**REQUIRED ACTION**
Your response should be every line from the entries that includes the string "iter".

[Data records]

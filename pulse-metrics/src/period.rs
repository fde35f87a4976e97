//! Calendar-day slicing of the sales table.
//!
//! Every "today", "yesterday" and "same day last week" reference is a
//! calendar-date equality filter over `SalesRecord::date`.

use std::collections::{HashMap, HashSet};

use chrono::{Duration, NaiveDate, NaiveDateTime};

use crate::math::{mean, safe_ratio};
use crate::records::SalesRecord;

/// Latest timestamp in the table, if any.
pub fn latest_timestamp(sales: &[SalesRecord]) -> Option<NaiveDateTime> {
    sales.iter().map(|r| r.date).max()
}

/// Start of a trailing window of `days` ending at `end`.
///
/// `None` when the span does not fit in a timestamp; callers treat that as
/// an unbounded window.
pub fn window_start(end: NaiveDateTime, days: i64) -> Option<NaiveDateTime> {
    Duration::try_days(days).and_then(|span| end.checked_sub_signed(span))
}

/// Whether `ts` falls inside a window starting at `start` (`None` = unbounded).
pub fn in_window(ts: NaiveDateTime, start: Option<NaiveDateTime>) -> bool {
    start.map_or(true, |s| ts >= s)
}

/// Rows whose calendar date equals `day`, in table order.
pub fn rows_on(sales: &[SalesRecord], day: NaiveDate) -> Vec<&SalesRecord> {
    sales.iter().filter(|r| r.date.date() == day).collect()
}

/// Totals for one slice of sales rows.
#[derive(Clone, Debug, Default, PartialEq)]
pub struct DaySummary {
    pub revenue: f64,
    /// Mean per-transaction revenue, summing line items within a transaction.
    pub atv: f64,
    pub transactions: usize,
    pub boutiques: usize,
}

impl DaySummary {
    pub fn from_rows(rows: &[&SalesRecord]) -> Self {
        let mut per_transaction: HashMap<&str, f64> = HashMap::new();
        let mut boutiques: HashSet<&str> = HashSet::new();
        let mut revenue = 0.0;

        for row in rows {
            revenue += row.revenue_usd;
            *per_transaction.entry(row.transaction_id.as_str()).or_insert(0.0) +=
                row.revenue_usd;
            boutiques.insert(row.boutique_id.as_str());
        }

        Self {
            revenue,
            atv: mean(per_transaction.values().copied()),
            transactions: per_transaction.len(),
            boutiques: boutiques.len(),
        }
    }

    /// Transactions over assumed visitors, in percent.
    pub fn conversion_rate(&self, visitors_per_boutique: u32) -> f64 {
        let visitors = self.boutiques as f64 * visitors_per_boutique as f64;
        safe_ratio(self.transactions as f64, visitors) * 100.0
    }
}
use std::sync::Arc;

use async_trait::async_trait;

use crate::notifier::{Notifier, NotifierInput};

/// Default notifier: accepts the summary and does nothing with it.
pub struct NoopNotifier;

#[async_trait]
impl Notifier for NoopNotifier {
    async fn notify(&self, input: Arc<NotifierInput>) -> Result<(), String> {
        log::debug!(
            "noop notifier dropped summary with {} alerts",
            input.alerts.len()
        );
        Ok(())
    }
}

**EXERCISE OUTPUT**
    sales.iter().map(|r| r.date).max()
    sales.iter().filter(|r| r.date.date() == day).collect()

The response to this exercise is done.